Pledge Night is even more fixated on the operations of the fraternity life than most slashers of the kind. The first half (yes, half) of the film follows the pledges through the process of initiation into Phi Upsilon Nu (That spells PhUN!). The way the 'officers' play with the pledges is scrutinized and the values they attempt to instill is presented clearly. The fraternity is all about loyalty and brotherhood. And the best way to make loyal brothers out of young men is to make them carry cherries with their perspiration-drenched buttocks for hours and then eat them. Straight out of Plato's Republic.
One pledge is a particular focus, as his mother is an old hippie who distrusts frats. Maybe she distrusts them less out of social protest and more out of, well, her ex-boyfriend was killed in a bad hazing incident in that very house. He was a well-meaning hippie named Joey Belladonna. I mean, Sid. Never saw it coming. But the pledge also got in with one of the officer's girls enough to know that the supposedly crazy frat member is all an act. Or is it?

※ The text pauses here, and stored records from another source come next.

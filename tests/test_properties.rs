//! Integration tests for property tables and the script built-ins

#[path = "common/mod.rs"]
mod common;
#[allow(unused_imports)]
use common::{drain, scanner_for, scanner_for_file, ScriptDir};

use bscript::{ScanError, ENVIRONMENT_LABEL};

#[test]
fn set_property_guarded_first_write_wins() {
    let (mut scanner, _) = scanner_for("setProperty ?X=1\nsetProperty ?X=2\n");
    assert!(!scanner.has_next_line().unwrap());
    let registry = scanner.registry();
    let registry = registry.borrow();
    assert_eq!(registry.global("X"), Some("1"));
}

#[test]
fn set_property_unguarded_overwrites() {
    let (mut scanner, _) = scanner_for("setProperty X=1\nsetProperty X=2\n");
    assert!(!scanner.has_next_line().unwrap());
    let registry = scanner.registry();
    let registry = registry.borrow();
    assert_eq!(registry.global("X"), Some("2"));
}

#[test]
fn set_property_expands_key_and_value() {
    let (mut scanner, _) = scanner_for(
        "setProperty suffix=prod\nsetProperty host.${suffix}=db.${suffix}.local\n",
    );
    assert!(!scanner.has_next_line().unwrap());
    let registry = scanner.registry();
    let registry = registry.borrow();
    assert_eq!(registry.global("host.prod"), Some("db.prod.local"));
}

#[test]
fn properties_loads_a_flat_table() {
    let dir = ScriptDir::new();
    let props = dir.write("conn.props", "host=localhost\nport=5432\n# note\n");
    let (mut scanner, _) = scanner_for(&format!("properties db={}\n", props.display()));
    assert!(!scanner.has_next_line().unwrap());
    let registry = scanner.registry();
    let registry = registry.borrow();
    assert_eq!(registry.get("db", "host"), Some("localhost"));
    assert_eq!(registry.get("db", "port"), Some("5432"));
}

#[test]
fn properties_merges_into_existing_label() {
    let dir = ScriptDir::new();
    let first = dir.write("first.props", "a=1\nb=1\n");
    let second = dir.write("second.props", "b=2\nc=3\n");
    let (mut scanner, _) = scanner_for(&format!(
        "properties t={}\nproperties t={}\n",
        first.display(),
        second.display()
    ));
    assert!(!scanner.has_next_line().unwrap());
    let registry = scanner.registry();
    let registry = registry.borrow();
    assert_eq!(registry.get("t", "a"), Some("1"));
    assert_eq!(registry.get("t", "b"), Some("2"));
    assert_eq!(registry.get("t", "c"), Some("3"));
}

#[test]
fn optional_missing_properties_file_is_empty_contribution() {
    let (mut scanner, _) = scanner_for("properties P=?missing.props\nnext\n");
    assert_eq!(drain(&mut scanner), vec!["next"]);
    let registry = scanner.registry();
    let registry = registry.borrow();
    assert!(registry.has_table("P"));
    assert_eq!(registry.table_len("P"), 0);
}

#[test]
fn required_missing_properties_file_errors() {
    let (mut scanner, _) = scanner_for("properties P=missing.props\n");
    assert!(matches!(
        scanner.has_next_line(),
        Err(ScanError::NotFound { .. })
    ));
}

#[test]
fn optional_then_undefined_macro_scenario() {
    // the `properties` line alone must be error-free; the failure comes
    // from the later undefined reference
    let (mut scanner, _) = scanner_for(
        "# header\nproperties P=?missing.props\nsetProperty Y=${P:does-not-exist}\nprint Y=${Y}\n",
    );
    match scanner.has_next_line() {
        Err(ScanError::Macro(_)) => {}
        other => panic!("expected a macro error, got {:?}", other),
    }
    // the optional table was still registered before the failure
    let registry = scanner.registry();
    let registry = registry.borrow();
    assert!(registry.has_table("P"));
}

#[test]
fn environment_seeding_feeds_macros() {
    std::env::set_var("BSCRIPT_IT_VAR", "seeded");
    let buf = common::SharedBuf::default();
    let mut scanner = bscript::Scanner::script(
        bscript::PropertyRegistry::shared(),
        std::rc::Rc::new(common::BasicEvaluator),
    )
    .unwrap()
    .with_output(Box::new(buf.clone()))
    .with_environment();
    scanner.open_literal("inline", "got ${BSCRIPT_IT_VAR}\n", true, false);
    assert_eq!(scanner.next_line().unwrap(), "got seeded");
    let registry = scanner.registry();
    let registry = registry.borrow();
    assert!(registry.has_table(ENVIRONMENT_LABEL));
}

#[test]
fn labels_are_never_removed() {
    let dir = ScriptDir::new();
    let props = dir.write("a.props", "k=v\n");
    let (mut scanner, _) = scanner_for(&format!(
        "properties one={}\nproperties two={}\nsetProperty g=1\n",
        props.display(),
        props.display()
    ));
    assert!(!scanner.has_next_line().unwrap());
    let registry = scanner.registry();
    let registry = registry.borrow();
    let labels: Vec<&str> = registry.labels().collect();
    assert_eq!(labels, vec!["one", "two", bscript::GLOBALS_LABEL]);
}
//! Property Registry: named key=value tables shared across scanners.
//!
//! The registry is an insertion-ordered mapping from label to table. It is
//! owned by whoever builds the outermost scanner and handed around by
//! reference (`Rc<RefCell<_>>`); includes and duplicates never copy it, so
//! a variable set in one loop iteration is visible to the next.
//!
//! Two labels are reserved: [`GLOBALS_LABEL`] holds script variables
//! written by `setProperty`, and [`ENVIRONMENT_LABEL`] can be seeded from
//! the OS environment. Labels are never removed, and merging a table never
//! deletes keys that were already there.

use std::cell::RefCell;
use std::collections::HashMap;
use std::rc::Rc;

/// Label of the table holding global script variables.
pub const GLOBALS_LABEL: &str = "vars";

/// Label of the table optionally seeded from the OS environment.
pub const ENVIRONMENT_LABEL: &str = "env";

/// Shared handle to a registry.
pub type SharedRegistry = Rc<RefCell<PropertyRegistry>>;

/// Outcome of a `set_global` write.
#[derive(Debug, Clone, PartialEq, Eq)]
pub enum SetOutcome {
    Inserted,
    /// Guarded write against an existing key; first write wins.
    Kept,
    /// Unguarded write replaced this previous value.
    Overwrote(String),
}

#[derive(Debug, Clone)]
struct PropertyTable {
    label: String,
    entries: HashMap<String, String>,
}

#[derive(Debug, Clone, Default)]
pub struct PropertyRegistry {
    tables: Vec<PropertyTable>,
}

impl PropertyRegistry {
    pub fn new() -> Self {
        Self::default()
    }

    pub fn shared() -> SharedRegistry {
        Rc::new(RefCell::new(Self::new()))
    }

    fn table(&self, label: &str) -> Option<&PropertyTable> {
        self.tables.iter().find(|t| t.label == label)
    }

    fn ensure_table(&mut self, label: &str) -> &mut PropertyTable {
        if let Some(at) = self.tables.iter().position(|t| t.label == label) {
            return &mut self.tables[at];
        }
        self.tables.push(PropertyTable {
            label: label.to_string(),
            entries: HashMap::new(),
        });
        self.tables.last_mut().unwrap()
    }

    pub fn has_table(&self, label: &str) -> bool {
        self.table(label).is_some()
    }

    /// Labels in insertion order.
    pub fn labels(&self) -> impl Iterator<Item = &str> {
        self.tables.iter().map(|t| t.label.as_str())
    }

    pub fn get(&self, label: &str, key: &str) -> Option<&str> {
        self.table(label)
            .and_then(|t| t.entries.get(key))
            .map(|v| v.as_str())
    }

    pub fn global(&self, key: &str) -> Option<&str> {
        self.get(GLOBALS_LABEL, key)
    }

    /// Write one global script variable. A guarded write against an
    /// existing key keeps the old value.
    pub fn set_global(&mut self, key: &str, value: &str, guarded: bool) -> SetOutcome {
        let table = self.ensure_table(GLOBALS_LABEL);
        match table.entries.get(key) {
            Some(_) if guarded => SetOutcome::Kept,
            Some(old) => {
                let old = old.clone();
                table.entries.insert(key.to_string(), value.to_string());
                SetOutcome::Overwrote(old)
            }
            None => {
                table.entries.insert(key.to_string(), value.to_string());
                SetOutcome::Inserted
            }
        }
    }

    /// Insert a table under `label`, or merge into the existing one.
    /// Merging overwrites individual keys but never deletes the rest.
    pub fn load_table(&mut self, label: &str, entries: HashMap<String, String>) {
        let table = self.ensure_table(label);
        table.entries.extend(entries);
    }

    /// Seed the reserved environment table from the OS environment.
    /// Keys already present are left alone.
    pub fn seed_environment(&mut self) {
        let table = self.ensure_table(ENVIRONMENT_LABEL);
        for (key, value) in std::env::vars() {
            table.entries.entry(key).or_insert(value);
        }
    }

    pub fn table_len(&self, label: &str) -> usize {
        self.table(label).map(|t| t.entries.len()).unwrap_or(0)
    }

    pub fn len(&self) -> usize {
        self.tables.len()
    }

    pub fn is_empty(&self) -> bool {
        self.tables.is_empty()
    }
}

Finally, just when you're starting to feel like you're being hazed by this movie, the frat exposition reaches climax during an exhausting monologue about the ancient history of PhUN. These frat guys really take themselves too seriously. Fortunately, the fake maniac becomes a real maniac and begins killing his 'brothers' while cackling with haemorrhoidal glee. But he's not just gone psychotic. He's been possessed by that hippie ghost, Acid Sid. Sid no longer believes in free love. He believes in asking people who they are, then killing them in gruesome ways. After crawling out of the frat brother's caved-in body, he strangles a pledge's with his own spinal column, melts another pledge's head in his vaginal gutwound, and chases the final guy and gal around the confusing frat house. They meanwhile hide in a secret room behind an American flag.
Yes, Pledge Night is a movie all about freedom and what America is really built on: rich, powerful families and the connections made in fraternities? or the human spirit that will never be satisfied as long as someone's oppressed? Neither. It's based on heavy metal, cheesy movies, and tittays. As Joey Belladonna sings in his epic ballad Efilnikcufecin, "Just one too many cookies/From the batch no one should taste." Or in Caught in a Mosh, "Your mother made a monster, now get the hell out of my house." Words to live by.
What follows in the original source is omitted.